(番外編集)それは麻薬のような愛だった
「それにつーちゃん、昨日も誕生日プレゼントだってたくさんお祝いもらって帰ってたもんね。つーちゃんがみんなから好かれる優しい子で、お母さんとっても嬉しいよ」
雫がそう言うと、紬の顔がパァッと晴れやかになる。
「そうなの!でもね、最近よく男子からも好きって言われるんだ〜。あんまり話した事ない他のクラスの子とか、上の学年のお兄さんとか。
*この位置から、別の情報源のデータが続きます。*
use regex::Regex;
use std::sync::OnceLock;

static LOGIN_URL_RE: OnceLock<Regex> = OnceLock::new();

/// Find the bare `http://host:port/` login helper URL embedded in a client
/// error message. Anything after the port is deliberately not captured; the
/// helper's root page is the redirect target.
pub fn extract_login_url(message: &str) -> Option<&str> {
    let re = LOGIN_URL_RE
        .get_or_init(|| Regex::new(r"http://[^\s:/]+:\d+/").expect("login URL regex is valid"));
    re.find(message).map(|m| m.as_str())
}

#[cfg(test)]
mod tests {
    use super::*;

    #[test]
    fn test_extracts_bare_host_port_url() {
        let message =
            "not authenticated - sign in at http://192.168.1.2:3001/ap/signin to continue";
        assert_eq!(extract_login_url(message), Some("http://192.168.1.2:3001/"));
    }

    #[test]
    fn test_extracts_hostname_url() {
        let message = "open http://localhost:3001/ in a browser";
        assert_eq!(extract_login_url(message), Some("http://localhost:3001/"));
    }

    #[test]
    fn test_no_url_yields_none() {
        assert_eq!(extract_login_url("connection timed out"), None);
        // https and port-less URLs are not login helper addresses
        assert_eq!(extract_login_url("see https://example.com:443/ for docs"), None);
        assert_eq!(extract_login_url("see http://example.com/ for docs"), None);
    }
}
//! Data models for Alexa entities.
//!
//! The bridge passes most upstream payloads through untouched; the only
//! typed model is the device record, which command dispatch needs for
//! serial/type/owner lookups.

pub mod device;

pub use device::{Device, DeviceDirectory, DevicesResponse, WakeWordsResponse};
一緒に遊んだ事もないのになんで好きってわかるんだろう?」
「えっ…」
首を傾げる紬は本当に分からないといった様子で考え込んでいる。
——それって、もしかしなくても…恋愛的な意味、なんじゃ
紬が年齢の割に幼く、異性というものをまるで意識していないのは薄々気付いてはいた。
けれどそういう心の問題は強要するものではないし、紬もいつかそういう感情が自然に芽生えてくるだろうとのんびり構えていたが、失念していた。
紬はあの天城伊澄の娘なのだ。それも外見から何から瓜二つ。
そんな彼女が、モテないわけがない。
「えっと…」
どう返したものか、と雫は悩む。
こと恋愛においてずっと伊澄一筋でモテからは縁遠かった雫に教えられる事は無い。
今でこの状態ならこれからもっと紬に想いを寄せる子は増えてくるだろう。
その時に彼女がどういった言動を取るのが正しいか、やはり親としては伝えておかなければ。
「つーちゃん、あのね…」
雫が悩みながらも言葉を選んだ時、丁度車が信号で停車した。